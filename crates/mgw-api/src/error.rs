use axum::{
    http::StatusCode,
    response::{IntoResponse, Response},
    Json,
};
use serde_json::json;

/// Error body returned by every endpoint: `{ "error": "..." }`.
#[derive(Debug)]
pub struct ApiError {
    pub status: StatusCode,
    pub message: String,
}

impl ApiError {
    pub fn bad_request(message: impl Into<String>) -> Self {
        Self {
            status: StatusCode::BAD_REQUEST,
            message: message.into(),
        }
    }

    pub fn internal(message: impl Into<String>) -> Self {
        Self {
            status: StatusCode::INTERNAL_SERVER_ERROR,
            message: message.into(),
        }
    }
}

impl From<mgw_core::Error> for ApiError {
    fn from(e: mgw_core::Error) -> Self {
        if e.is_client_error() {
            Self::bad_request(e.to_string())
        } else {
            Self::internal(e.to_string())
        }
    }
}

impl From<axum::extract::multipart::MultipartError> for ApiError {
    fn from(e: axum::extract::multipart::MultipartError) -> Self {
        let status = e.status();
        Self {
            status: if status.is_client_error() {
                status
            } else {
                StatusCode::BAD_REQUEST
            },
            message: e.body_text(),
        }
    }
}

impl IntoResponse for ApiError {
    fn into_response(self) -> Response {
        (self.status, Json(json!({ "error": self.message }))).into_response()
    }
}
//! Hexagonal ports for the external messaging network.
//!
//! The WebSocket bridge adapter lives in `mgw-link`; tests use in-process fakes.

use std::{fmt, sync::Arc};

use async_trait::async_trait;
use serde::{Deserialize, Serialize};
use tokio::sync::mpsc;

use crate::{
    auth::AuthSession,
    domain::{Identity, InboundEnvelope, Recipient},
    Result,
};

/// Multi-device protocol version announced when opening a link.
#[derive(Clone, Copy, Debug, PartialEq, Eq, Serialize, Deserialize)]
pub struct ProtocolVersion(pub [u32; 3]);

impl ProtocolVersion {
    /// Used when negotiation is unavailable or fails.
    pub const BUILTIN: Self = Self([2, 3000, 1_015_901_307]);
}

impl fmt::Display for ProtocolVersion {
    fn fmt(&self, f: &mut fmt::Formatter<'_>) -> fmt::Result {
        let [a, b, c] = self.0;
        write!(f, "{a}.{b}.{c}")
    }
}

#[derive(Clone, Copy, Debug, PartialEq, Eq, Hash, Serialize, Deserialize)]
#[serde(rename_all = "snake_case")]
pub enum MessageKind {
    Text,
    Image,
    Audio,
    Document,
}

/// Payload handed to the live link for one send.
#[derive(Clone, Debug, PartialEq)]
pub enum OutboundPayload {
    Text {
        body: String,
    },
    Image {
        data: Vec<u8>,
        mimetype: String,
        caption: Option<String>,
    },
    Audio {
        data: Vec<u8>,
        mimetype: String,
    },
    Document {
        data: Vec<u8>,
        mimetype: String,
        file_name: String,
        caption: Option<String>,
    },
}

impl OutboundPayload {
    pub fn kind(&self) -> MessageKind {
        match self {
            Self::Text { .. } => MessageKind::Text,
            Self::Image { .. } => MessageKind::Image,
            Self::Audio { .. } => MessageKind::Audio,
            Self::Document { .. } => MessageKind::Document,
        }
    }
}

/// Why the network closed the link.
#[derive(Clone, Debug, PartialEq, Eq)]
pub enum CloseReason {
    /// The session was revoked; re-pairing is required.
    LoggedOut,
    Other(String),
}

impl CloseReason {
    pub fn is_logged_out(&self) -> bool {
        matches!(self, Self::LoggedOut)
    }
}

impl fmt::Display for CloseReason {
    fn fmt(&self, f: &mut fmt::Formatter<'_>) -> fmt::Result {
        match self {
            Self::LoggedOut => f.write_str("logged out"),
            Self::Other(r) => f.write_str(r),
        }
    }
}

/// Lifecycle and data events emitted by a live link.
#[derive(Clone, Debug)]
pub enum LinkEvent {
    /// Pairing code to show while no session exists.
    Pairing { code: String },
    /// Link is ready to send and receive.
    Open { identity: Identity },
    /// Partial credential update; `null` documents are deletions.
    CredsUpdate(AuthSession),
    /// Raw inbound message envelope.
    Message(InboundEnvelope),
    Closed(CloseReason),
}

/// One open connection to the network.
#[async_trait]
pub trait NetworkLink: Send + Sync {
    async fn send(&self, to: &Recipient, payload: OutboundPayload) -> Result<()>;

    /// Best-effort shutdown; further sends fail.
    async fn close(&self);
}

/// A freshly opened link plus its event stream.
pub struct LinkSession {
    pub link: Arc<dyn NetworkLink>,
    pub events: mpsc::Receiver<LinkEvent>,
}

/// Factory for links; one call per connect cycle.
#[async_trait]
pub trait NetworkConnector: Send + Sync {
    async fn negotiate_version(&self) -> Result<ProtocolVersion> {
        Ok(ProtocolVersion::BUILTIN)
    }

    async fn connect(
        &self,
        version: ProtocolVersion,
        session: Option<AuthSession>,
    ) -> Result<LinkSession>;
}

#[cfg(test)]
mod tests {
    use super::*;

    #[test]
    fn version_displays_dotted() {
        assert_eq!(ProtocolVersion([2, 3000, 7]).to_string(), "2.3000.7");
    }

    #[test]
    fn payload_kind_matches_variant() {
        let p = OutboundPayload::Audio {
            data: vec![1, 2],
            mimetype: "audio/mp4".into(),
        };
        assert_eq!(p.kind(), MessageKind::Audio);
        assert!(CloseReason::LoggedOut.is_logged_out());
        assert!(!CloseReason::Other("stream errored".into()).is_logged_out());
    }
}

————

*Work instructions*: Would you please write the entries out again in full, exactly as given?

*Response to the exercise*:
filename crates/mgw-api/src/error.rs
use axum::{
    http::StatusCode,
    response::{IntoResponse, Response},
    Json,
};
use serde_json::json;

/// Error body returned by every endpoint: `{ "error": "..." }`.
#[derive(Debug)]
pub struct ApiError {
    pub status: StatusCode,
    pub message: String,
}

impl ApiError {
    pub fn bad_request(message: impl Into<String>) -> Self {
        Self {
            status: StatusCode::BAD_REQUEST,
            message: message.into(),
        }
    }

    pub fn internal(message: impl Into<String>) -> Self {
        Self {
            status: StatusCode::INTERNAL_SERVER_ERROR,
            message: message.into(),
        }
    }
}

impl From<mgw_core::Error> for ApiError {
    fn from(e: mgw_core::Error) -> Self {
        if e.is_client_error() {
            Self::bad_request(e.to_string())
        } else {
            Self::internal(e.to_string())
        }
    }
}

impl From<axum::extract::multipart::MultipartError> for ApiError {
    fn from(e: axum::extract::multipart::MultipartError) -> Self {
        let status = e.status();
        Self {
            status: if status.is_client_error() {
                status
            } else {
                StatusCode::BAD_REQUEST
            },
            message: e.body_text(),
        }
    }
}

impl IntoResponse for ApiError {
    fn into_response(self) -> Response {
        (self.status, Json(json!({ "error": self.message }))).into_response()
    }
}
//! Hexagonal ports for the external messaging network.
//!
//! The WebSocket bridge adapter lives in `mgw-link`; tests use in-process fakes.

use std::{fmt, sync::Arc};

use async_trait::async_trait;
use serde::{Deserialize, Serialize};
use tokio::sync::mpsc;

use crate::{
    auth::AuthSession,
    domain::{Identity, InboundEnvelope, Recipient},
    Result,
};

/// Multi-device protocol version announced when opening a link.
#[derive(Clone, Copy, Debug, PartialEq, Eq, Serialize, Deserialize)]
pub struct ProtocolVersion(pub [u32; 3]);

impl ProtocolVersion {
    /// Used when negotiation is unavailable or fails.
    pub const BUILTIN: Self = Self([2, 3000, 1_015_901_307]);
}

impl fmt::Display for ProtocolVersion {
    fn fmt(&self, f: &mut fmt::Formatter<'_>) -> fmt::Result {
        let [a, b, c] = self.0;
        write!(f, "{a}.{b}.{c}")
    }
}

#[derive(Clone, Copy, Debug, PartialEq, Eq, Hash, Serialize, Deserialize)]
#[serde(rename_all = "snake_case")]
pub enum MessageKind {
    Text,
    Image,
    Audio,
    Document,
}

/// Payload handed to the live link for one send.
#[derive(Clone, Debug, PartialEq)]
pub enum OutboundPayload {
    Text {
        body: String,
    },
    Image {
        data: Vec<u8>,
        mimetype: String,
        caption: Option<String>,
    },
    Audio {
        data: Vec<u8>,
        mimetype: String,
    },
    Document {
        data: Vec<u8>,
        mimetype: String,
        file_name: String,
        caption: Option<String>,
    },
}

impl OutboundPayload {
    pub fn kind(&self) -> MessageKind {
        match self {
            Self::Text { .. } => MessageKind::Text,
            Self::Image { .. } => MessageKind::Image,
            Self::Audio { .. } => MessageKind::Audio,
            Self::Document { .. } => MessageKind::Document,
        }
    }
}

/// Why the network closed the link.
#[derive(Clone, Debug, PartialEq, Eq)]
pub enum CloseReason {
    /// The session was revoked; re-pairing is required.
    LoggedOut,
    Other(String),
}

impl CloseReason {
    pub fn is_logged_out(&self) -> bool {
        matches!(self, Self::LoggedOut)
    }
}

impl fmt::Display for CloseReason {
    fn fmt(&self, f: &mut fmt::Formatter<'_>) -> fmt::Result {
        match self {
            Self::LoggedOut => f.write_str("logged out"),
            Self::Other(r) => f.write_str(r),
        }
    }
}

/// Lifecycle and data events emitted by a live link.
#[derive(Clone, Debug)]
pub enum LinkEvent {
    /// Pairing code to show while no session exists.
    Pairing { code: String },
    /// Link is ready to send and receive.
    Open { identity: Identity },
    /// Partial credential update; `null` documents are deletions.
    CredsUpdate(AuthSession),
    /// Raw inbound message envelope.
    Message(InboundEnvelope),
    Closed(CloseReason),
}

/// One open connection to the network.
#[async_trait]
pub trait NetworkLink: Send + Sync {
    async fn send(&self, to: &Recipient, payload: OutboundPayload) -> Result<()>;

    /// Best-effort shutdown; further sends fail.
    async fn close(&self);
}

/// A freshly opened link plus its event stream.
pub struct LinkSession {
    pub link: Arc<dyn NetworkLink>,
    pub events: mpsc::Receiver<LinkEvent>,
}

/// Factory for links; one call per connect cycle.
#[async_trait]
pub trait NetworkConnector: Send + Sync {
    async fn negotiate_version(&self) -> Result<ProtocolVersion> {
        Ok(ProtocolVersion::BUILTIN)
    }

    async fn connect(
        &self,
        version: ProtocolVersion,
        session: Option<AuthSession>,
    ) -> Result<LinkSession>;
}

#[cfg(test)]
mod tests {
    use super::*;

    #[test]
    fn version_displays_dotted() {
        assert_eq!(ProtocolVersion([2, 3000, 7]).to_string(), "2.3000.7");
    }

    #[test]
    fn payload_kind_matches_variant() {
        let p = OutboundPayload::Audio {
            data: vec![1, 2],
            mimetype: "audio/mp4".into(),
        };
        assert_eq!(p.kind(), MessageKind::Audio);
        assert!(CloseReason::LoggedOut.is_logged_out());
        assert!(!CloseReason::Other("stream errored".into()).is_logged_out());
    }
}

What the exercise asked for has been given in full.